# [WORK INSTRUCTION]
Give back the data below exactly, with every line kept the same.
------------------------------------------------------------
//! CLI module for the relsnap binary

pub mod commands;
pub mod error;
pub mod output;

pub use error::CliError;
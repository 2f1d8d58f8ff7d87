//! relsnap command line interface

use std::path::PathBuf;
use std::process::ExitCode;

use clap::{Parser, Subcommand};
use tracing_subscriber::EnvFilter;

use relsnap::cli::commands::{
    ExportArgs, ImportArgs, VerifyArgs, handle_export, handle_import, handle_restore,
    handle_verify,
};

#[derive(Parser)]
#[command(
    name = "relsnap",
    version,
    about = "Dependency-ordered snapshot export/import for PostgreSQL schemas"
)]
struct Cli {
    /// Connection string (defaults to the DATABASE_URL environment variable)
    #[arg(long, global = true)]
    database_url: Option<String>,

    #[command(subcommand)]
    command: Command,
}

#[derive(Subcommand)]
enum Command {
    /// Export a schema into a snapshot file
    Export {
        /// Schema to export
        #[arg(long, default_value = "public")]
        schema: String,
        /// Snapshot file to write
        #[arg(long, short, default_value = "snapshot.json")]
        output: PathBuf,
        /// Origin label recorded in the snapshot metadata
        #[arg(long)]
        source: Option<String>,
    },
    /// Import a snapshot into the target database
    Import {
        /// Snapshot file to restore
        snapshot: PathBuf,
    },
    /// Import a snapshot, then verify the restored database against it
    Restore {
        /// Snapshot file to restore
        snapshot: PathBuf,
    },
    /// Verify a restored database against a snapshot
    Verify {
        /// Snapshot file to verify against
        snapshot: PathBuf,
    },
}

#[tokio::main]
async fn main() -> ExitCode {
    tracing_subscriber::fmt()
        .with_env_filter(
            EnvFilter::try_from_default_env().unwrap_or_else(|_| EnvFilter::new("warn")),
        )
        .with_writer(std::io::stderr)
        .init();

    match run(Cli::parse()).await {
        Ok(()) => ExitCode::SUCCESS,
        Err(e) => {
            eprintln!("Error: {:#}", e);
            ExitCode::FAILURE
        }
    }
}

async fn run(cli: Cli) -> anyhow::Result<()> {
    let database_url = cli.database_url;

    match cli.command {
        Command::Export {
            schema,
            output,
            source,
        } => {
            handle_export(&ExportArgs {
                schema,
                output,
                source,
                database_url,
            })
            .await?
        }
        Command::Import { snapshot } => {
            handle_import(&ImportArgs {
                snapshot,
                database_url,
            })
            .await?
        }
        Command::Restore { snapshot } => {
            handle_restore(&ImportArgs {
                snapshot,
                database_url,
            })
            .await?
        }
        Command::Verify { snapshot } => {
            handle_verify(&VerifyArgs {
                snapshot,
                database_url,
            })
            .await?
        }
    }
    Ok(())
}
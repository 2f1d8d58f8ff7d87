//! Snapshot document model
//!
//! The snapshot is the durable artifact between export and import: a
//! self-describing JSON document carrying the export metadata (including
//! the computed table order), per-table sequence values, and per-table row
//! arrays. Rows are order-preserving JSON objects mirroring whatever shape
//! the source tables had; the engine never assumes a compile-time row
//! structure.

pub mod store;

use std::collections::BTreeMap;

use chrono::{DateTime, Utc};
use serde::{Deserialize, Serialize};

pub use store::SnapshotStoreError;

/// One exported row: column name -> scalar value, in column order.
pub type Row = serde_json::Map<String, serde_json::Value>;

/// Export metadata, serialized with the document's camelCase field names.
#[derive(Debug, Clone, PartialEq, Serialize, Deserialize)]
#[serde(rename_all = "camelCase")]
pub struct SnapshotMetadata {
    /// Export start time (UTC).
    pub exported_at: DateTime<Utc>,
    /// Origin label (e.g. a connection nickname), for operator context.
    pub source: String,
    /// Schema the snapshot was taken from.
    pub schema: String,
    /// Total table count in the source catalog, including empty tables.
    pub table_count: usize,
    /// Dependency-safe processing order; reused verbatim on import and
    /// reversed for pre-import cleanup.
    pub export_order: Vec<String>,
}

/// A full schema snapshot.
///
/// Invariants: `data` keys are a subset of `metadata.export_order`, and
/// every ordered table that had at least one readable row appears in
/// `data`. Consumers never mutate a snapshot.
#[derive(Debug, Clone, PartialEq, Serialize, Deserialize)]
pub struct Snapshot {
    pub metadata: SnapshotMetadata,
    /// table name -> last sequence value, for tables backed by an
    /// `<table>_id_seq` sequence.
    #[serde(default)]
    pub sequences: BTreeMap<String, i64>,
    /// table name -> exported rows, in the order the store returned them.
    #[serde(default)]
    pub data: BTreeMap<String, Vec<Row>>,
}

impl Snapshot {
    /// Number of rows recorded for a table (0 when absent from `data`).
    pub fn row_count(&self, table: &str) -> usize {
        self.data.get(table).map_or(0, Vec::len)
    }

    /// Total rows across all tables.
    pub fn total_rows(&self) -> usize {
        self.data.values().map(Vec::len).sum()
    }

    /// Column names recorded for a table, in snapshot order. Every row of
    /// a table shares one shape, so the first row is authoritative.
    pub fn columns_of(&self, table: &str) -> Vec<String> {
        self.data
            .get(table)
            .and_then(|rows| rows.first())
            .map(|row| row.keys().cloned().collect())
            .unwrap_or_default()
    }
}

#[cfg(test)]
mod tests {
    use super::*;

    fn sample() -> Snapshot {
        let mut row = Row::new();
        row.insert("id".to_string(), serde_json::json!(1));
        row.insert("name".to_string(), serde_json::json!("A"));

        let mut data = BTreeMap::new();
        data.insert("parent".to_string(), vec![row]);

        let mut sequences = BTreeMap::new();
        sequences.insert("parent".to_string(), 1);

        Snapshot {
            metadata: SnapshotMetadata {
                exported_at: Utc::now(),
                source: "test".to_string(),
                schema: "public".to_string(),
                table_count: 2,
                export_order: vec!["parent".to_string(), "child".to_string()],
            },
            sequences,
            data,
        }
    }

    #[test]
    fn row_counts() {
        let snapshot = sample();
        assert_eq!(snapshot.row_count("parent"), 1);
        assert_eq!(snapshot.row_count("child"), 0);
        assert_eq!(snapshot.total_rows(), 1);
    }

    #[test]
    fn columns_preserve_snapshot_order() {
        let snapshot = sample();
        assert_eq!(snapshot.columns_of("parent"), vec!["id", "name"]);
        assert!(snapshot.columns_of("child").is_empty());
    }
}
------------------------------------------------------------
# [TASK OUTPUT]
//! CLI module for the relsnap binary

pub mod commands;
pub mod error;
pub mod output;

pub use error::CliError;
repository 2f1d8d58f8ff7d87
//! relsnap command line interface

use std::path::PathBuf;
use std::process::ExitCode;

use clap::{Parser, Subcommand};
use tracing_subscriber::EnvFilter;

use relsnap::cli::commands::{
    ExportArgs, ImportArgs, VerifyArgs, handle_export, handle_import, handle_restore,
    handle_verify,
};

#[derive(Parser)]
#[command(
    name = "relsnap",
    version,
    about = "Dependency-ordered snapshot export/import for PostgreSQL schemas"
)]
struct Cli {
    /// Connection string (defaults to the DATABASE_URL environment variable)
    #[arg(long, global = true)]
    database_url: Option<String>,

    #[command(subcommand)]
    command: Command,
}

#[derive(Subcommand)]
enum Command {
    /// Export a schema into a snapshot file
    Export {
        /// Schema to export
        #[arg(long, default_value = "public")]
        schema: String,
        /// Snapshot file to write
        #[arg(long, short, default_value = "snapshot.json")]
        output: PathBuf,
        /// Origin label recorded in the snapshot metadata
        #[arg(long)]
        source: Option<String>,
    },
    /// Import a snapshot into the target database
    Import {
        /// Snapshot file to restore
        snapshot: PathBuf,
    },
    /// Import a snapshot, then verify the restored database against it
    Restore {
        /// Snapshot file to restore
        snapshot: PathBuf,
    },
    /// Verify a restored database against a snapshot
    Verify {
        /// Snapshot file to verify against
        snapshot: PathBuf,
    },
}

#[tokio::main]
async fn main() -> ExitCode {
    tracing_subscriber::fmt()
        .with_env_filter(
            EnvFilter::try_from_default_env().unwrap_or_else(|_| EnvFilter::new("warn")),
        )
        .with_writer(std::io::stderr)
        .init();

    match run(Cli::parse()).await {
        Ok(()) => ExitCode::SUCCESS,
        Err(e) => {
            eprintln!("Error: {:#}", e);
            ExitCode::FAILURE
        }
    }
}

async fn run(cli: Cli) -> anyhow::Result<()> {
    let database_url = cli.database_url;

    match cli.command {
        Command::Export {
            schema,
            output,
            source,
        } => {
            handle_export(&ExportArgs {
                schema,
                output,
                source,
                database_url,
            })
            .await?
        }
        Command::Import { snapshot } => {
            handle_import(&ImportArgs {
                snapshot,
                database_url,
            })
            .await?
        }
        Command::Restore { snapshot } => {
            handle_restore(&ImportArgs {
                snapshot,
                database_url,
            })
            .await?
        }
        Command::Verify { snapshot } => {
            handle_verify(&VerifyArgs {
                snapshot,
                database_url,
            })
            .await?
        }
    }
    Ok(())
}
repository 2f1d8d58f8ff7d87
//! Snapshot document model
//!
//! The snapshot is the durable artifact between export and import: a
//! self-describing JSON document carrying the export metadata (including
//! the computed table order), per-table sequence values, and per-table row
//! arrays. Rows are order-preserving JSON objects mirroring whatever shape
//! the source tables had; the engine never assumes a compile-time row
//! structure.

pub mod store;

use std::collections::BTreeMap;

use chrono::{DateTime, Utc};
use serde::{Deserialize, Serialize};

pub use store::SnapshotStoreError;

/// One exported row: column name -> scalar value, in column order.
pub type Row = serde_json::Map<String, serde_json::Value>;

/// Export metadata, serialized with the document's camelCase field names.
#[derive(Debug, Clone, PartialEq, Serialize, Deserialize)]
#[serde(rename_all = "camelCase")]
pub struct SnapshotMetadata {
    /// Export start time (UTC).
    pub exported_at: DateTime<Utc>,
    /// Origin label (e.g. a connection nickname), for operator context.
    pub source: String,
    /// Schema the snapshot was taken from.
    pub schema: String,
    /// Total table count in the source catalog, including empty tables.
    pub table_count: usize,
    /// Dependency-safe processing order; reused verbatim on import and
    /// reversed for pre-import cleanup.
    pub export_order: Vec<String>,
}

/// A full schema snapshot.
///
/// Invariants: `data` keys are a subset of `metadata.export_order`, and
/// every ordered table that had at least one readable row appears in
/// `data`. Consumers never mutate a snapshot.
#[derive(Debug, Clone, PartialEq, Serialize, Deserialize)]
pub struct Snapshot {
    pub metadata: SnapshotMetadata,
    /// table name -> last sequence value, for tables backed by an
    /// `<table>_id_seq` sequence.
    #[serde(default)]
    pub sequences: BTreeMap<String, i64>,
    /// table name -> exported rows, in the order the store returned them.
    #[serde(default)]
    pub data: BTreeMap<String, Vec<Row>>,
}

impl Snapshot {
    /// Number of rows recorded for a table (0 when absent from `data`).
    pub fn row_count(&self, table: &str) -> usize {
        self.data.get(table).map_or(0, Vec::len)
    }

    /// Total rows across all tables.
    pub fn total_rows(&self) -> usize {
        self.data.values().map(Vec::len).sum()
    }

    /// Column names recorded for a table, in snapshot order. Every row of
    /// a table shares one shape, so the first row is authoritative.
    pub fn columns_of(&self, table: &str) -> Vec<String> {
        self.data
            .get(table)
            .and_then(|rows| rows.first())
            .map(|row| row.keys().cloned().collect())
            .unwrap_or_default()
    }
}

#[cfg(test)]
mod tests {
    use super::*;

    fn sample() -> Snapshot {
        let mut row = Row::new();
        row.insert("id".to_string(), serde_json::json!(1));
        row.insert("name".to_string(), serde_json::json!("A"));

        let mut data = BTreeMap::new();
        data.insert("parent".to_string(), vec![row]);

        let mut sequences = BTreeMap::new();
        sequences.insert("parent".to_string(), 1);

        Snapshot {
            metadata: SnapshotMetadata {
                exported_at: Utc::now(),
                source: "test".to_string(),
                schema: "public".to_string(),
                table_count: 2,
                export_order: vec!["parent".to_string(), "child".to_string()],
            },
            sequences,
            data,
        }
    }

    #[test]
    fn row_counts() {
        let snapshot = sample();
        assert_eq!(snapshot.row_count("parent"), 1);
        assert_eq!(snapshot.row_count("child"), 0);
        assert_eq!(snapshot.total_rows(), 1);
    }

    #[test]
    fn columns_preserve_snapshot_order() {
        let snapshot = sample();
        assert_eq!(snapshot.columns_of("parent"), vec!["id", "name"]);
        assert!(snapshot.columns_of("child").is_empty());
    }
}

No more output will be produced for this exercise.